Singing “Hernando’s Hide-a-way,” written by Jerry Ross and Richard Adler for the musical Pajama Game and published in 1954, Nicki delivered a Doris Day cover version sung with good Spanish accent. (This was also a big hit for dancer and singer Desi Arnaz.) Nicki sang a cover of Bing Crosby’s 1931 hit “Just One More Chance.” Once more the sexual reversion of a woman covering a famous male hit was accomplished with invisible finesse that challenged the original.

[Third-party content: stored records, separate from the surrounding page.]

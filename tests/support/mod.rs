#![allow(dead_code)]

use anyhow::Result;
use async_trait::async_trait;
use factcheck_rs::llm::Llm;
use factcheck_rs::tavily::Searcher;
use factcheck_rs::SearchResult;
use std::sync::atomic::{AtomicUsize, Ordering};
use std::sync::Mutex;

pub struct FakeLlm {
    pub answer: String,
    pub prompts: Mutex<Vec<String>>,
}

impl FakeLlm {
    pub fn answering(answer: &str) -> Self {
        Self { answer: answer.to_string(), prompts: Mutex::new(Vec::new()) }
    }

    pub fn calls(&self) -> usize {
        self.prompts.lock().unwrap().len()
    }

    pub fn last_prompt(&self) -> Option<String> {
        self.prompts.lock().unwrap().last().cloned()
    }
}

#[async_trait]
impl Llm for FakeLlm {
    async fn complete(&self, prompt: &str) -> Result<String> {
        self.prompts.lock().unwrap().push(prompt.to_string());
        Ok(self.answer.clone())
    }
}

pub struct FakeSearcher {
    pub results: Vec<SearchResult>,
    pub fail_with: Option<String>,
    pub calls: AtomicUsize,
}

impl FakeSearcher {
    pub fn returning(results: Vec<SearchResult>) -> Self {
        Self { results, fail_with: None, calls: AtomicUsize::new(0) }
    }

    pub fn failing(msg: &str) -> Self {
        Self { results: Vec::new(), fail_with: Some(msg.to_string()), calls: AtomicUsize::new(0) }
    }

    pub fn calls(&self) -> usize {
        self.calls.load(Ordering::SeqCst)
    }
}

#[async_trait]
impl Searcher for FakeSearcher {
    async fn search(&self, _query: &str, _max_results: usize) -> Result<Vec<SearchResult>> {
        self.calls.fetch_add(1, Ordering::SeqCst);
        match &self.fail_with {
            Some(msg) => anyhow::bail!("{msg}"),
            None => Ok(self.results.clone()),
        }
    }
}

pub fn hit(title: &str, url: &str, content: &str) -> SearchResult {
    SearchResult { title: title.into(), url: url.into(), content: content.into() }
}

pub fn contains(hay: &[u8], needle: &[u8]) -> bool {
    hay.windows(needle.len()).any(|w| w == needle)
}

/// Text shown by every `Tj` in the report, page by page, in drawing order.
pub fn report_lines(pdf: &[u8]) -> Vec<String> {
    use lopdf::{content::Content, Document, Object};

    let doc = Document::load_mem(pdf).unwrap();
    let mut lines = Vec::new();
    for page_id in doc.get_pages().into_values() {
        let content = Content::decode(&doc.get_page_content(page_id).unwrap()).unwrap();
        for op in content.operations.iter().filter(|op| op.operator == "Tj") {
            if let Some(Object::String(bytes, _)) = op.operands.first() {
                lines.push(bytes.iter().map(|b| *b as char).collect());
            }
        }
    }
    lines
}
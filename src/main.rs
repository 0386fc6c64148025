use std::sync::Arc;

use anyhow::Result;
use clap::Parser;
use dotenv::dotenv;
use factcheck_rs::config::{Cli, Settings};
use factcheck_rs::llm::openai::LlmClient;
use factcheck_rs::tavily::Tavily;
use factcheck_rs::{server, FactChecker};
use tracing::{error, info};
use tracing_subscriber::EnvFilter;

#[tokio::main]
async fn main() -> Result<()> {
    dotenv().ok();
    tracing_subscriber::fmt()
        .with_env_filter(EnvFilter::try_from_default_env().unwrap_or_else(|_| EnvFilter::new("info")))
        .init();

    let settings = match Settings::from_cli(Cli::parse()) {
        Ok(s) => s,
        Err(err) => {
            error!(error = %err, "configuration error");
            return Err(err.into());
        }
    };

    let searcher = Tavily::new(
        settings.tavily_api_key.clone(),
        &settings.search_base_url,
        settings.search_timeout_ms,
    )?;
    let llm = LlmClient::new(
        settings.model.clone(),
        Some(settings.llm_base_url.clone()),
        Some(settings.groq_api_key.clone()),
    );
    info!(model = llm.model(), max_results = settings.max_results, "clients ready");

    let checker = FactChecker::new(Arc::new(searcher), Arc::new(llm), settings.max_results);
    server::run_server(checker, &settings.bind).await
}
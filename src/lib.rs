pub mod config;
pub mod error;
pub mod llm;
pub mod pipeline;
pub mod report;
pub mod retrieve;
pub mod server;
pub mod tavily;
pub mod types;
pub mod verification;

pub use error::{CheckError, ConfigError};
pub use pipeline::{CheckState, FactChecker};
pub use types::{CheckOutcome, EvidenceSet, SearchResult, Verdict, VerdictLabel};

“It’s You or No One for Me” was a Doris Day hit and Nicki delivered a successfully competing challenge to the Doris Day version. “The Rainbow Connection” provided the emotional roller coaster that summed up the ups and downs of the program. Nicki was more introverted and intimate here.

The unstated program of this concert was rooted in tradition, yet that tradition was about re-inventing and updating that tradition with the voices of the current players on the stage. The result was new wine poured into old casks and pop hit elevated to a more sophisticated artistic platform. This concert was a special treat and retrospective on nearly a hundred years of cabaret at its best.